Personal information
- Full name: Ashley Williams
- Date of birth: 30 October 2000 (age 25)
- Place of birth: Montserrado County, Liberia
- Height: 5 ft 9 in (1.75 m)
- Position: Goalkeeper

Team information
- Current team: LISCR FC
- Number: 1

Youth career
- 2012–2014: Duke Football Club
- 2014–2015: Bassa Town Young Controllers
- 2015–2017: Gardnersville Football Club

Senior career*
- Years: Team / Apps / (Gls)
- 2017–: LISCR FC
- 2020–2021: → Linense (loan) / 1 / (0)

International career^{‡}
- 2018: Liberia U20 / 4 / (0)
- 2018–: Liberia / 16 / (0)

= Ashley Williams (Liberian footballer) =

Liberian footballer

Ashley Williams (born 30 October 2000) is a Liberian footballer who plays as a goalkeeper for Liberian side LISCR FC and the Liberian national team.

== Early career==
Born in Monrovia, Williams started playing football in his local community of Logan Town where he started playing as a defender. The young potential kid began his career at age 12 when he joined a local community team, Duke Football Club. He played at the left-back position with the community club before joining another community youth club, Bassa Town Young Controller. He joined the club in 2014 and switch his position from playing at left-back to the goalkeeping position because of the club lack of goalkeeper. The decision to go in goal worked out for the 14-year-old who performed excellently. He remained as a goalkeeper and led the club to playing in the third division league where he was spotted by Liberia First Division club LISCR FC that showed interest in signing him for their feeder team, Gardnersville FC, that played in the second division of Liberian football.

===Gardnersville FC===

LISCR succeeded in signing the left-back turned goalkeeper in 2015 and sent him to Gardnersville FC for development.
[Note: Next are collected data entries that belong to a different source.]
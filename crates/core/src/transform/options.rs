//! Option building: turns the attribute table into ffmpeg arguments.

use serde::{Deserialize, Serialize};
use serde_json::Value;
use std::fmt;

use super::task_config::AttributeBag;

/// Worker threads requested from ffmpeg for every transcode.
pub const TRANSCODE_THREADS: u32 = 2;

/// Name of the nested table holding passthrough flags.
pub const CUSTOM_KEY: &str = "custom";

/// Transcoding attributes with a dedicated ffmpeg flag.
#[derive(Debug, Clone, Copy, PartialEq, Eq, Hash, Serialize, Deserialize)]
#[serde(rename_all = "snake_case")]
pub enum KnownAttribute {
    VideoCodec,
    VideoBitrate,
    VideoBitrateTolerance,
    FrameRate,
    Resolution,
    Aspect,
    KeyframeInterval,
    X264Vprofile,
    X264Preset,
    AudioCodec,
    AudioBitrate,
    AudioSampleRate,
    AudioChannels,
}

impl KnownAttribute {
    /// All attributes, in the order they are applied.
    pub const ALL: [KnownAttribute; 13] = [
        Self::VideoCodec,
        Self::VideoBitrate,
        Self::VideoBitrateTolerance,
        Self::FrameRate,
        Self::Resolution,
        Self::Aspect,
        Self::KeyframeInterval,
        Self::X264Vprofile,
        Self::X264Preset,
        Self::AudioCodec,
        Self::AudioBitrate,
        Self::AudioSampleRate,
        Self::AudioChannels,
    ];

    /// Key of this attribute in the configuration table.
    pub fn name(&self) -> &'static str {
        match self {
            Self::VideoCodec => "video_codec",
            Self::VideoBitrate => "video_bitrate",
            Self::VideoBitrateTolerance => "video_bitrate_tolerance",
            Self::FrameRate => "frame_rate",
            Self::Resolution => "resolution",
            Self::Aspect => "aspect",
            Self::KeyframeInterval => "keyframe_interval",
            Self::X264Vprofile => "x264_vprofile",
            Self::X264Preset => "x264_preset",
            Self::AudioCodec => "audio_codec",
            Self::AudioBitrate => "audio_bitrate",
            Self::AudioSampleRate => "audio_sample_rate",
            Self::AudioChannels => "audio_channels",
        }
    }

    /// The ffmpeg flag this attribute is passed with.
    pub fn flag(&self) -> &'static str {
        match self {
            Self::VideoCodec => "-vcodec",
            Self::VideoBitrate => "-b:v",
            Self::VideoBitrateTolerance => "-bt",
            Self::FrameRate => "-r",
            Self::Resolution => "-s",
            Self::Aspect => "-aspect",
            Self::KeyframeInterval => "-g",
            Self::X264Vprofile => "-vprofile",
            Self::X264Preset => "-preset",
            Self::AudioCodec => "-acodec",
            Self::AudioBitrate => "-b:a",
            Self::AudioSampleRate => "-ar",
            Self::AudioChannels => "-ac",
        }
    }

    /// Bitrates given as plain numbers are in kbit/s.
    fn is_kilobits(&self) -> bool {
        matches!(
            self,
            Self::VideoBitrate | Self::VideoBitrateTolerance | Self::AudioBitrate
        )
    }
}

impl fmt::Display for KnownAttribute {
    fn fmt(&self, f: &mut fmt::Formatter<'_>) -> fmt::Result {
        f.write_str(self.name())
    }
}

/// A scalar attribute value.
#[derive(Debug, Clone, PartialEq, Serialize, Deserialize)]
#[serde(untagged)]
pub enum OptionValue {
    Integer(i64),
    Float(f64),
    Text(String),
}

impl OptionValue {
    /// Converts a table value. `null` counts as absent.
    pub fn from_json(value: Value) -> Option<Self> {
        match value {
            Value::Null => None,
            Value::String(s) => Some(Self::Text(s)),
            Value::Number(n) => Some(match n.as_i64() {
                Some(i) => Self::Integer(i),
                None => Self::Float(n.as_f64().unwrap_or_default()),
            }),
            other => Some(Self::Text(other.to_string())),
        }
    }

    pub fn is_numeric(&self) -> bool {
        !matches!(self, Self::Text(_))
    }

    pub fn as_str(&self) -> Option<&str> {
        match self {
            Self::Text(s) => Some(s),
            _ => None,
        }
    }
}

impl fmt::Display for OptionValue {
    fn fmt(&self, f: &mut fmt::Formatter<'_>) -> fmt::Result {
        match self {
            Self::Integer(i) => write!(f, "{}", i),
            Self::Float(v) => write!(f, "{}", v),
            Self::Text(s) => f.write_str(s),
        }
    }
}

impl From<&str> for OptionValue {
    fn from(value: &str) -> Self {
        Self::Text(value.to_string())
    }
}

impl From<i64> for OptionValue {
    fn from(value: i64) -> Self {
        Self::Integer(value)
    }
}

/// Options for one transcode, built from the attribute table.
#[derive(Debug, Clone, PartialEq, Serialize)]
pub struct OptionSet {
    #[serde(skip_serializing_if = "Option::is_none")]
    pub video_codec: Option<OptionValue>,
    #[serde(skip_serializing_if = "Option::is_none")]
    pub video_bitrate: Option<OptionValue>,
    #[serde(skip_serializing_if = "Option::is_none")]
    pub video_bitrate_tolerance: Option<OptionValue>,
    #[serde(skip_serializing_if = "Option::is_none")]
    pub frame_rate: Option<OptionValue>,
    #[serde(skip_serializing_if = "Option::is_none")]
    pub resolution: Option<OptionValue>,
    #[serde(skip_serializing_if = "Option::is_none")]
    pub aspect: Option<OptionValue>,
    #[serde(skip_serializing_if = "Option::is_none")]
    pub keyframe_interval: Option<OptionValue>,
    #[serde(skip_serializing_if = "Option::is_none")]
    pub x264_vprofile: Option<OptionValue>,
    #[serde(skip_serializing_if = "Option::is_none")]
    pub x264_preset: Option<OptionValue>,
    #[serde(skip_serializing_if = "Option::is_none")]
    pub audio_codec: Option<OptionValue>,
    #[serde(skip_serializing_if = "Option::is_none")]
    pub audio_bitrate: Option<OptionValue>,
    #[serde(skip_serializing_if = "Option::is_none")]
    pub audio_sample_rate: Option<OptionValue>,
    #[serde(skip_serializing_if = "Option::is_none")]
    pub audio_channels: Option<OptionValue>,
    /// Passthrough flags as `-name`, `value` pairs.
    pub custom: Vec<String>,
    pub threads: u32,
}

impl Default for OptionSet {
    fn default() -> Self {
        Self {
            video_codec: None,
            video_bitrate: None,
            video_bitrate_tolerance: None,
            frame_rate: None,
            resolution: None,
            aspect: None,
            keyframe_interval: None,
            x264_vprofile: None,
            x264_preset: None,
            audio_codec: None,
            audio_bitrate: None,
            audio_sample_rate: None,
            audio_channels: None,
            custom: Vec::new(),
            threads: TRANSCODE_THREADS,
        }
    }
}

impl OptionSet {
    /// Builds options by consuming known attributes from `bag`.
    ///
    /// Each known attribute present in `bag` is moved into the result, so it
    /// cannot be applied a second time. The `custom` table is read but left
    /// in place; anything other than a table yields no custom flags.
    pub fn take_from(bag: &mut AttributeBag) -> Self {
        let mut options = Self::default();

        for attribute in KnownAttribute::ALL {
            if bag.get(attribute.name()).is_none_or(Value::is_null) {
                continue;
            }
            *options.slot_mut(attribute) = bag
                .remove(attribute.name())
                .and_then(OptionValue::from_json);
        }

        options.custom = custom_flags(bag.get(CUSTOM_KEY));
        options
    }

    /// Returns the value of a known attribute.
    pub fn get(&self, attribute: KnownAttribute) -> Option<&OptionValue> {
        match attribute {
            KnownAttribute::VideoCodec => self.video_codec.as_ref(),
            KnownAttribute::VideoBitrate => self.video_bitrate.as_ref(),
            KnownAttribute::VideoBitrateTolerance => self.video_bitrate_tolerance.as_ref(),
            KnownAttribute::FrameRate => self.frame_rate.as_ref(),
            KnownAttribute::Resolution => self.resolution.as_ref(),
            KnownAttribute::Aspect => self.aspect.as_ref(),
            KnownAttribute::KeyframeInterval => self.keyframe_interval.as_ref(),
            KnownAttribute::X264Vprofile => self.x264_vprofile.as_ref(),
            KnownAttribute::X264Preset => self.x264_preset.as_ref(),
            KnownAttribute::AudioCodec => self.audio_codec.as_ref(),
            KnownAttribute::AudioBitrate => self.audio_bitrate.as_ref(),
            KnownAttribute::AudioSampleRate => self.audio_sample_rate.as_ref(),
            KnownAttribute::AudioChannels => self.audio_channels.as_ref(),
        }
    }

    fn slot_mut(&mut self, attribute: KnownAttribute) -> &mut Option<OptionValue> {
        match attribute {
            KnownAttribute::VideoCodec => &mut self.video_codec,
            KnownAttribute::VideoBitrate => &mut self.video_bitrate,
            KnownAttribute::VideoBitrateTolerance => &mut self.video_bitrate_tolerance,
            KnownAttribute::FrameRate => &mut self.frame_rate,
            KnownAttribute::Resolution => &mut self.resolution,
            KnownAttribute::Aspect => &mut self.aspect,
            KnownAttribute::KeyframeInterval => &mut self.keyframe_interval,
            KnownAttribute::X264Vprofile => &mut self.x264_vprofile,
            KnownAttribute::X264Preset => &mut self.x264_preset,
            KnownAttribute::AudioCodec => &mut self.audio_codec,
            KnownAttribute::AudioBitrate => &mut self.audio_bitrate,
            KnownAttribute::AudioSampleRate => &mut self.audio_sample_rate,
            KnownAttribute::AudioChannels => &mut self.audio_channels,
        }
    }

    /// Known attributes that are set, in application order.
    pub fn known(&self) -> impl Iterator<Item = (KnownAttribute, &OptionValue)> {
        KnownAttribute::ALL
            .into_iter()
            .filter_map(|attribute| self.get(attribute).map(|value| (attribute, value)))
    }

    /// Renders the options as ffmpeg output arguments.
    pub fn to_args(&self) -> Vec<String> {
        let mut args = Vec::new();

        for (attribute, value) in self.known() {
            let rendered = if attribute.is_kilobits() && value.is_numeric() {
                format!("{}k", value)
            } else {
                value.to_string()
            };
            args.extend([attribute.flag().to_string(), rendered]);
        }

        args.extend(["-threads".to_string(), self.threads.to_string()]);
        args.extend(self.custom.iter().cloned());
        args
    }
}

/// Flattens a `custom` table into `-name`, `value` pairs.
fn custom_flags(custom: Option<&Value>) -> Vec<String> {
    let Some(Value::Object(table)) = custom else {
        return Vec::new();
    };

    table
        .iter()
        .flat_map(|(name, value)| [format!("-{}", name), value_text(value)])
        .collect()
}

fn value_text(value: &Value) -> String {
    match value {
        Value::String(s) => s.clone(),
        Value::Null => String::new(),
        other => other.to_string(),
    }
}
The young goalkeeper was immediately given a place in the team upon his arrival after first choice goalkeeper Gabriel Okotie was promoted to LISCR. During his debut season in the second division, he managed to put out some brilliant performances which caught the attention of LISCR FC head coach, Tapha Manneh who invited him to train with LISCR FC during the first phase break of the 2016–17 Liberian First Division League. After more than two weeks of intensive training sessions, Williams performances pleased Tapha Manneh who awarded him a place in the team, taking part in the second half of the unbeaten season.

===LISCR FC===

After several years with Gardnerville, he moved permanently from the third division to the top tier of Liberian football. Two months after his promotion to LISCR, he made his debut in the Liberian Cup second round against Muscat FC. He played all 90 minutes as LISCR and Muscat FC played to a 4–4 draw, sending LISCR on to the third round with a 7–3 aggregate.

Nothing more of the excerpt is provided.